Singing hymns with “The Ancients” next door

Show me your ways, Lord,
    teach me your paths.
 Guide me in your truth and teach me,
    for you are God my Savior,
    and my hope is in you all day long.

Psalm 25:4-5

Each evening it has become my routine (as part of getting dad ready for the night) to sit down at my parents’ piano and play a couple of hymns. There are several volumes I thumb through randomly, settling on hymns that are not only familiar, but easy to play (I am only prepared to go so far as four flats, or two sharps).

Monday evening I played “Teach Me Your Way” (Mansell Ramsey, 1919). I have not seen or heard this since I was a teen, but the melody came back easily and I played it through a couple of times.

Teach me Your way, O Lord,
  Teach me Your way;
Your guiding grace afford,
  Teach me Your way.
Help me to walk aright;
More by faith, less by sight;
Lead me with heavenly light,
  Teach me Your way.

“It’s a lovely hymn,” my mum said. “Please play the last verse.”

So I did, singing along, haltingly. But as I did I heard the words and they were too deep, too emotionally fraught, to apropos. My eyes filled up; the words stuck in my throat; I had to reach for my handkerchief.

Long as my life shall last,
  Teach me Your way;
Where’er my lot be cast,
  Teach me Your way.
Until the race is run,
Until the journey’s done,
Until the crown is won,
  Teach me Your way.

Eternal Truths:

What is it about the combination of words and music that tugs so at my heartstrings? Maybe the better question is, “What is it about eternal truth that speaks so clearly to my soul?”

Could it be that the reason these phrases – “until the race is done…” and “until the journey’s done..” and “until the crown is won…” – call to deep emotions is that they are rooted in deep truths?

I never wanted, or felt that I needed, a telephone that could also take photographs until I became aware that they existed. Likewise Rebekah did not give heated seats a thought until she experienced one in a friend’s new car on a cold winter’s day. The aroma of roast lamb and Yorkshire pudding only evokes sentiments of Sunday dinner with mum, dad, Geoff, and Lassie in Folkestone, England, because, once, that really was my home….

We do not want something, or yearn for it, or miss it unless it is first real, and we have first experienced it, or at least become aware of the fact of it. Likewise this yearning, this call from our spiritual home is in a sense a re-calling, an affirmation that one day – when the race is completed and journey is done – we will finally and in the most complete way possible, be home.

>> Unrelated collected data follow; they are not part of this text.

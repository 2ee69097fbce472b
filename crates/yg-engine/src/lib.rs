//! `yg-engine` — the terminal gate slot allocation and yard-steering loop.
//!
//! Given complete per-hour lookups of vessel/rail flow and operational
//! capacity, the engine computes how many truck appointment slots to publish
//! each hour, split between inbound and outbound traffic and across move
//! classes, while steering yard inventory toward its target band and never
//! exceeding hard capacity limits.
//!
//! The whole computation is a pure, synchronous fold: the only state is a
//! yard-inventory accumulator threaded through the per-hour step function and
//! discarded when the run completes.  Repeated runs over identical inputs
//! produce identical output — there is no randomness, no clock, no I/O.
//!
//! | Module       | Contents                                             |
//! |--------------|------------------------------------------------------|
//! | [`config`]   | `SteerConfig` and its validation                     |
//! | [`baseline`] | No-gate yard occupancy forecast                      |
//! | [`steer`]    | `SlotEngine`, `compute_hour_windows`                 |
//! | [`window`]   | The per-hour `HourWindow` output record              |
//! | [`batch`]    | Running many horizons at once (`parallel` feature)   |
//! | [`vessel`]   | Planned-vs-actual vessel work-rate comparison        |
//! | [`error`]    | `SteerError`, `SteerResult`                          |

pub mod baseline;
pub mod batch;
pub mod config;
pub mod error;
pub mod steer;
pub mod vessel;
pub mod window;


// ── Re-exports ────────────────────────────────────────────────────────────────

pub use baseline::forecast_yard_no_gate;
pub use batch::run_engines;
pub use config::SteerConfig;
pub use error::{SteerError, SteerResult};
pub use steer::{compute_hour_windows, SlotEngine};
pub use vessel::{
    compare_vessel_progress, ActualFlow, ActualFlows, VesselProgressPoint, VesselWorkWindow,
};
pub use window::HourWindow;
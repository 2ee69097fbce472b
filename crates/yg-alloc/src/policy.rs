//! The `SlotPolicy` trait — the main extension point for terminal-specific
//! slot rules.

use yg_core::{HourStamp, MoveClass};

use crate::ClassCaps;

/// Pluggable per-terminal slot rules.
///
/// Both hooks have defaults, so the simplest policy is an empty impl: no
/// class caps, equal weights.  The engine calls [`class_caps`][Self::class_caps]
/// once per hour per direction and [`class_weight`][Self::class_weight] from
/// inside the round-robin, so implementations should be cheap — precompute
/// anything expensive at construction.
///
/// # Example — cap reefer-adjacent pickups at night
///
/// ```rust,ignore
/// struct NightReeferCap;
///
/// impl SlotPolicy for NightReeferCap {
///     fn class_caps(&self, hour: HourStamp) -> ClassCaps {
///         if hour.0 % 24 >= 22 || hour.0 % 24 < 6 {
///             ClassCaps::unbounded().with_cap(MoveClass::ImportPickup, 10)
///         } else {
///             ClassCaps::unbounded()
///         }
///     }
/// }
/// ```
pub trait SlotPolicy {
    /// Per-class truck caps in force at `hour` (reefer plugs, dangerous-goods
    /// windows, block restrictions, …).
    ///
    /// Default: no caps.
    fn class_caps(&self, _hour: HourStamp) -> ClassCaps {
        ClassCaps::unbounded()
    }

    /// Relative weight of `class` in the round-robin (larger = higher share).
    ///
    /// Default: 1 for every class.  Returned values below 1 are treated as 1
    /// by the allocator.
    fn class_weight(&self, _class: MoveClass) -> u32 {
        1
    }
}

/// A [`SlotPolicy`] with no caps and equal weights.  Use when the per-class
/// split should just be an even round-robin.
pub struct UniformPolicy;

impl SlotPolicy for UniformPolicy {}
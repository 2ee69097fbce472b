//! Truck move classes and gate directions.
//!
//! The class set is closed and small by design: published appointment slots
//! are bucketed into exactly four kinds of truck visit, and each kind has a
//! fixed effect on yard inventory (drops add TEU, pickups remove it).

use std::fmt;
use std::str::FromStr;

use crate::{YgError, YgResult};

// ── Direction ─────────────────────────────────────────────────────────────────

/// Net effect of a truck visit on yard inventory.
#[derive(Copy, Clone, PartialEq, Eq, Hash, Debug)]
#[cfg_attr(feature = "serde", derive(serde::Serialize, serde::Deserialize))]
pub enum Direction {
    /// Containers enter the yard (drop-offs).
    Inbound,
    /// Containers leave the yard (pickups).
    Outbound,
}

impl Direction {
    pub fn label(self) -> &'static str {
        match self {
            Direction::Inbound  => "in",
            Direction::Outbound => "out",
        }
    }
}

impl fmt::Display for Direction {
    fn fmt(&self, f: &mut fmt::Formatter<'_>) -> fmt::Result {
        f.write_str(self.label())
    }
}

// ── MoveClass ─────────────────────────────────────────────────────────────────

/// Category of truck visit behind a published slot.
///
/// The discriminants double as indexes into dense per-class arrays
/// (see `yg-alloc`), so the declaration order is load-bearing: it is also the
/// round-robin iteration order of the allocator.
#[derive(Copy, Clone, PartialEq, Eq, Hash, Debug)]
#[cfg_attr(feature = "serde", derive(serde::Serialize, serde::Deserialize))]
#[repr(u8)]
pub enum MoveClass {
    /// Pick up a full import container.
    ImportPickup = 0,
    /// Drop off a full export container.
    ExportDrop = 1,
    /// Pick up an empty.
    EmptyPickup = 2,
    /// Drop off an empty.
    EmptyDrop = 3,
}

impl MoveClass {
    /// Number of move classes (array sizing).
    pub const COUNT: usize = 4;

    /// All classes, in declaration order.
    pub const ALL: [MoveClass; 4] = [
        MoveClass::ImportPickup,
        MoveClass::ExportDrop,
        MoveClass::EmptyPickup,
        MoveClass::EmptyDrop,
    ];

    /// Classes that bring containers into the yard.
    pub const INBOUND: [MoveClass; 2] = [MoveClass::ExportDrop, MoveClass::EmptyDrop];

    /// Classes that take containers out of the yard.
    pub const OUTBOUND: [MoveClass; 2] = [MoveClass::ImportPickup, MoveClass::EmptyPickup];

    /// Cast to `usize` for direct use as an array index.
    #[inline(always)]
    pub fn index(self) -> usize {
        self as usize
    }

    /// Which way this visit moves inventory.
    pub fn direction(self) -> Direction {
        match self {
            MoveClass::ExportDrop | MoveClass::EmptyDrop     => Direction::Inbound,
            MoveClass::ImportPickup | MoveClass::EmptyPickup => Direction::Outbound,
        }
    }

    /// Stable kebab-case label, used in CSV columns and config files.
    pub fn label(self) -> &'static str {
        match self {
            MoveClass::ImportPickup => "import-pickup",
            MoveClass::ExportDrop   => "export-drop",
            MoveClass::EmptyPickup  => "empty-pickup",
            MoveClass::EmptyDrop    => "empty-drop",
        }
    }
}

impl fmt::Display for MoveClass {
    fn fmt(&self, f: &mut fmt::Formatter<'_>) -> fmt::Result {
        f.write_str(self.label())
    }
}

impl FromStr for MoveClass {
    type Err = YgError;

    fn from_str(s: &str) -> YgResult<Self> {
        match s.trim() {
            "import-pickup" => Ok(MoveClass::ImportPickup),
            "export-drop"   => Ok(MoveClass::ExportDrop),
            "empty-pickup"  => Ok(MoveClass::EmptyPickup),
            "empty-drop"    => Ok(MoveClass::EmptyDrop),
            other => Err(YgError::Parse(format!(
                "invalid move class {other:?}: expected one of \
                 import-pickup, export-drop, empty-pickup, empty-drop"
            ))),
        }
    }
}
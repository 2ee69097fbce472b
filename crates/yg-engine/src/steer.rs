//! The hourly steering loop.
//!
//! # Design
//!
//! One [`SlotEngine`] owns borrowed, immutable inputs for one horizon and
//! folds a single yard-inventory accumulator through a pure per-hour step:
//!
//! 1. Derive the hour's slot budget from the gate/yard capacity bottleneck,
//!    minus the operational reserve.
//! 2. Apply vessel and rail exchange to the tracked yard inventory.
//! 3. Turn the distance to the band target into desired inbound/outbound
//!    truck counts, clamped to a one-hour overcorrection guard and fitted
//!    into the slot budget.
//! 4. Split each direction's count across move classes (weighted round-robin
//!    in `yg-alloc`), advance the accumulator by the truck-driven TEU, and
//!    emit the hour's [`HourWindow`].
//!
//! Missing capacity data for an hour is the engine's only non-error failure
//! mode: the hour is emitted with zero slots and the accumulator untouched.

use yg_alloc::{allocate_weighted, ClassAlloc, SlotPolicy};
use yg_core::{Horizon, HourStamp, MoveClass, Teu};
use yg_plan::{CapsPlan, RailPlans, VesselPlans};

use crate::baseline::forecast_yard_no_gate;
use crate::config::SteerConfig;
use crate::window::HourWindow;
use crate::SteerResult;

// ── SlotEngine ────────────────────────────────────────────────────────────────

/// One steering run: a horizon plus borrowed input lookups.
///
/// All inputs are read-only; the accumulator lives on the stack inside
/// [`run`][Self::run], so separate `SlotEngine`s over the same lookups can
/// execute concurrently without coordination (see [`crate::batch`]).
pub struct SlotEngine<'a, P: SlotPolicy> {
    pub horizon: Horizon,
    pub config:  SteerConfig,
    pub vessels: &'a VesselPlans,
    pub rails:   &'a RailPlans,
    pub caps:    &'a CapsPlan,
    pub policy:  &'a P,
}

impl<'a, P: SlotPolicy> SlotEngine<'a, P> {
    /// Validate the configuration and compute one `HourWindow` per horizon
    /// hour, in chronological order.
    ///
    /// Fails only on the two configuration preconditions; no partial output
    /// is produced on failure.
    pub fn run(&self) -> SteerResult<Vec<HourWindow>> {
        self.config.validate()?;

        // Diagnostic reference series, computed once up front.
        let no_gate = forecast_yard_no_gate(
            self.horizon,
            self.config.initial_yard_teu,
            self.vessels,
            self.rails,
        );

        let mut windows = Vec::with_capacity(self.horizon.len());
        let mut yard_teu = self.config.initial_yard_teu;

        for hour in self.horizon.hours() {
            let no_gate_teu = no_gate[&hour];
            let (window, next_yard) = self.step_hour(hour, yard_teu, no_gate_teu);
            windows.push(window);
            yard_teu = next_yard;
        }

        Ok(windows)
    }

    // ── Per-hour step ─────────────────────────────────────────────────────

    /// Pure step function: current yard inventory in, this hour's window and
    /// the advanced inventory out.
    fn step_hour(
        &self,
        hour:        HourStamp,
        yard_teu:    Teu,
        no_gate_teu: Teu,
    ) -> (HourWindow, Teu) {
        let (vessel_discharge, vessel_load) = self
            .vessels
            .get(&hour)
            .map_or((0, 0), |v| (v.discharge_teu, v.load_teu));
        let (rail_in, rail_out) = self
            .rails
            .get(&hour)
            .map_or((0, 0), |r| (r.in_teu, r.out_teu));

        // ── Phase 0: capacity lookup ──────────────────────────────────────
        //
        // No caps entry means capacity data simply wasn't supplied for this
        // hour: publish nothing and leave the accumulator untouched.  Flow
        // columns still report the plan lookups — they are diagnostics read
        // from immutable inputs, not state.
        let Some(cap) = self.caps.get(&hour) else {
            let window = HourWindow {
                hour,
                total_slots: 0,
                slots_in: 0,
                slots_out: 0,
                class_slots: ClassAlloc::zero(),
                yard_teu_projection: yard_teu,
                yard_teu_no_gate: no_gate_teu,
                truck_in_teu: 0,
                truck_out_teu: 0,
                vessel_discharge_teu: vessel_discharge,
                vessel_load_teu: vessel_load,
                rail_in_teu: rail_in,
                rail_out_teu: rail_out,
            };
            return (window, yard_teu);
        };

        let avg = self.config.avg_teu_per_truck;

        // ── Phase 1: slot budget from the capacity bottleneck ─────────────
        //
        // Yard handling is quoted in moves/hour; convert to truck equivalents
        // and take the tighter of gate and yard.
        let yard_trucks = (cap.yard_moves_per_hour as f64 / avg).floor() as u32;
        let raw_slots = cap.gate_trucks_per_hour.min(yard_trucks);
        let total_slots =
            (((1.0 - self.config.reserve_rho) * raw_slots as f64).floor()).max(0.0) as u32;

        // ── Phase 2: vessel and rail exchange lands first ─────────────────
        let mut yard = yard_teu + vessel_discharge + rail_in - vessel_load - rail_out;

        // ── Phase 3: steering correction ──────────────────────────────────
        //
        // Positive error: yard under target, pull trucks in.  Negative: push
        // out.  The clamp is a one-hour overcorrection guard only — realistic
        // hourly throughput is already bounded by total_slots.  Bounding by
        // the full band maximum is deliberately generous; a per-hour fraction
        // of it (~3%) was probably intended.
        // TODO: tighten the clamp bound once product intent is confirmed.
        let bound = self.config.band.max_teu.max(0); // negative max would invert the clamp
        let diff_teu = (self.config.band.target_teu - yard).clamp(-bound, bound);

        let total = total_slots as i64;
        let mut want_in = if diff_teu > 0 {
            (diff_teu as f64 / avg).round() as i64
        } else {
            0
        };
        let mut want_out = if diff_teu < 0 {
            (-diff_teu as f64 / avg).round() as i64
        } else {
            0
        };

        // Fit the desired counts into the budget, then split whatever is left
        // evenly.  The odd leftover slot is dropped, not assigned.
        want_in = want_in.min(total);
        want_out = want_out.min(total - want_in);
        let spare = (total - want_in - want_out) / 2;
        let want_in = (want_in + spare) as u32;
        let want_out = (want_out + spare) as u32;

        // ── Phase 4: per-class split ──────────────────────────────────────
        let hour_caps = self.policy.class_caps(hour);
        let alloc_in = allocate_weighted(want_in, &MoveClass::INBOUND, &hour_caps, self.policy);
        let alloc_out = allocate_weighted(want_out, &MoveClass::OUTBOUND, &hour_caps, self.policy);
        let class_slots = alloc_in.merged(alloc_out);

        // ── Phase 5: truck-driven advance ─────────────────────────────────
        //
        // Truncated to whole TEU; this is the authoritative state carried
        // into the next hour.
        let truck_in_teu = (want_in as f64 * avg) as Teu;
        let truck_out_teu = (want_out as f64 * avg) as Teu;
        yard += truck_in_teu - truck_out_teu;

        let window = HourWindow {
            hour,
            total_slots,
            slots_in: want_in,
            slots_out: want_out,
            class_slots,
            yard_teu_projection: yard,
            yard_teu_no_gate: no_gate_teu,
            truck_in_teu,
            truck_out_teu,
            vessel_discharge_teu: vessel_discharge,
            vessel_load_teu: vessel_load,
            rail_in_teu: rail_in,
            rail_out_teu: rail_out,
        };
        (window, yard)
    }
}

// ── Convenience entry point ───────────────────────────────────────────────────

/// Compute per-hour appointment windows for one horizon.
///
/// Equivalent to building a [`SlotEngine`] and calling
/// [`run`][SlotEngine::run]; see the module docs for the per-hour algorithm.
pub fn compute_hour_windows<P: SlotPolicy>(
    horizon: Horizon,
    config:  SteerConfig,
    vessels: &VesselPlans,
    rails:   &RailPlans,
    caps:    &CapsPlan,
    policy:  &P,
) -> SteerResult<Vec<HourWindow>> {
    SlotEngine { horizon, config, vessels, rails, caps, policy }.run()
}
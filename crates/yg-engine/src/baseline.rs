//! No-gate yard occupancy forecast.

use rustc_hash::FxHashMap;

use yg_core::{Horizon, HourStamp, Teu};
use yg_plan::{RailPlans, VesselPlans};

/// Project yard inventory hour by hour assuming zero truck activity.
///
/// A pure additive fold over vessel and rail exchange:
///
/// ```text
/// next = prev + vessel_discharge + rail_in − vessel_load − rail_out
/// ```
///
/// with zero for any missing plan entry.  No clamping and no validation —
/// the series may go negative on inconsistent inputs.  It is a diagnostic
/// reference ("what would the yard do if the gate stayed shut") and is never
/// fed back into steering.
pub fn forecast_yard_no_gate(
    horizon: Horizon,
    initial_yard_teu: Teu,
    vessels: &VesselPlans,
    rails: &RailPlans,
) -> FxHashMap<HourStamp, Teu> {
    let mut forecast = FxHashMap::default();
    forecast.reserve(horizon.len());

    let mut current = initial_yard_teu;
    for hour in horizon.hours() {
        let vessel_net = vessels.get(&hour).map_or(0, |v| v.net_teu());
        let rail_net = rails.get(&hour).map_or(0, |r| r.net_teu());
        current += vessel_net + rail_net;
        forecast.insert(hour, current);
    }
    forecast
}
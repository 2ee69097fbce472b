//! `yg-core` — foundational types for the `yardgate` slot allocation engine.
//!
//! This crate is a dependency of every other `yg-*` crate.  It intentionally
//! has no `yg-*` dependencies and minimal external ones (only `thiserror`,
//! plus optional `serde`).
//!
//! # What lives here
//!
//! | Module       | Contents                                           |
//! |--------------|----------------------------------------------------|
//! | [`time`]     | `HourStamp`, `Horizon`                             |
//! | [`moves`]    | `MoveClass`, `Direction`                           |
//! | [`yard`]     | `Teu`, `YardBand`                                  |
//! | [`error`]    | `YgError`, `YgResult`                              |
//!
//! # Feature flags
//!
//! | Flag    | Effect                                                  |
//! |---------|---------------------------------------------------------|
//! | `serde` | Adds `Serialize`/`Deserialize` to all public types.     |

pub mod error;
pub mod moves;
pub mod time;
pub mod yard;

#[cfg(test)]
mod tests;

// ── Re-exports ────────────────────────────────────────────────────────────────

pub use error::{YgError, YgResult};
pub use moves::{Direction, MoveClass};
pub use time::{Horizon, HourStamp};
pub use yard::{Teu, YardBand};
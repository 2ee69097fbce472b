//! Yard inventory units and the steering band.

use std::fmt;

/// Container volume in twenty-foot-equivalent units.
///
/// Signed: the no-gate baseline forecast is purely additive and may go
/// negative on inconsistent inputs — that series is diagnostic only and is
/// never validated (see `yg-engine`).
pub type Teu = i64;

/// The yard's desired operating range: control-loop setpoint plus guard rails.
///
/// Invariant `min_teu <= target_teu <= max_teu` is the *caller's*
/// responsibility — the engine does not enforce it.  [`YardBand::is_ordered`]
/// is provided for callers that want to check before a run.
#[derive(Copy, Clone, PartialEq, Eq, Debug)]
#[cfg_attr(feature = "serde", derive(serde::Serialize, serde::Deserialize))]
pub struct YardBand {
    pub min_teu:    Teu,
    pub target_teu: Teu,
    pub max_teu:    Teu,
}

impl YardBand {
    pub fn new(min_teu: Teu, target_teu: Teu, max_teu: Teu) -> Self {
        Self { min_teu, target_teu, max_teu }
    }

    /// Whether `min <= target <= max` holds.
    pub fn is_ordered(self) -> bool {
        self.min_teu <= self.target_teu && self.target_teu <= self.max_teu
    }
}

impl fmt::Display for YardBand {
    fn fmt(&self, f: &mut fmt::Formatter<'_>) -> fmt::Result {
        write!(f, "{}/{}/{} TEU", self.min_teu, self.target_teu, self.max_teu)
    }
}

In my parents’ case, singing along as I play their piano, this is truth that almost glows with its own holy light.

Just a moment, please, I seem to have this need to dab my eyes….

Peace – DEREK

2 comments

  1. I am often moved to tears when singing in church, hearing the angelic voice of the congregation as a whole and absorbing the touching words. It is rather embarrassing when it happens in church though. But what can you do? Just dab the eyes and cherish the moment in your heart.